Di kontrak yang lama, menurut Bobby, kapal selam yang akan dibangun di PT PAL adalah yang nomor enam. Padahal menurutnya sesuai dengan sisi industrial point of view yang seharusnya dibangun adalah kapal selam yang pertama atau yang nomor satu. Dalam siniar berdurasi lebih dari satu jam, Bobby menjelaskan jika menggunakan kontrak dengan skema yang lama, maka RI, dalam hal ini PT PAL akan memperoleh transfer teknologi/transfer of technology (ToT) yang sangat minim sekali. Tidak jauh berbeda, produksi komponen lokal/local content yang diperoleh Indonesia juga sangat minim. Selain itu, yang ketiga, Indonesia tidak memiliki kontrol terkait dengan teknologi dan pengirimannya. Semangat/spiritnya menurut Bobby tidak seperti itu. Jadi negosiasi ulang atau renegosiasi perlu dilakukan agar Indonesia memiliki posisi yang lebih kuat karena Indonesia jauh lebih besar dari Korea. Tak hanya lebih kuat, Indonesia juga lebih dahulu memiliki galangan kapal apabila dibandingkan dengan Korea. Potensi-potensi yang dimiliki Indonesia menurutnya harus dilihat.

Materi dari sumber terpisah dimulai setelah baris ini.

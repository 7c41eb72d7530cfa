use thiserror::Error;

/// All possible errors when building or loading a graph
///
/// A cycle is not an error: sort and validity queries report it as a normal
/// outcome.
#[derive(Error, Debug)]
pub enum GraphError {
    #[error("Node {0} not found")]
    NodeNotFound(String),

    #[error("Dataset error: {0}")]
    Json(#[from] serde_json::Error),

    #[error("IO error: {0}")]
    Io(#[from] std::io::Error),
}

/// Result type alias
pub type Result<T> = std::result::Result<T, GraphError>;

Ilustrasi kapal selam. Foto: DEZALB from Pixabay

Prinsip Kontrak Pertahanan

Setelah menyaksikan dengan seksama tayangan siniar, pemikiran yang dikemukakan oleh Dirut PT. LEN memang betul. Begitu juga teori yang dikemukakan. Namun ada beberapa permasalahan yang belum dipahami dengan tepat oleh Dirut yang menjadi holding dari industri pertahanan (Inhan) di Indonesia itu. Perlu disampaikan LEN merupakan perusahaan induk/holding dari PT. Dahana, PT Pindad, PT Dirgantara Indonesia (DI) dan PT. PAL.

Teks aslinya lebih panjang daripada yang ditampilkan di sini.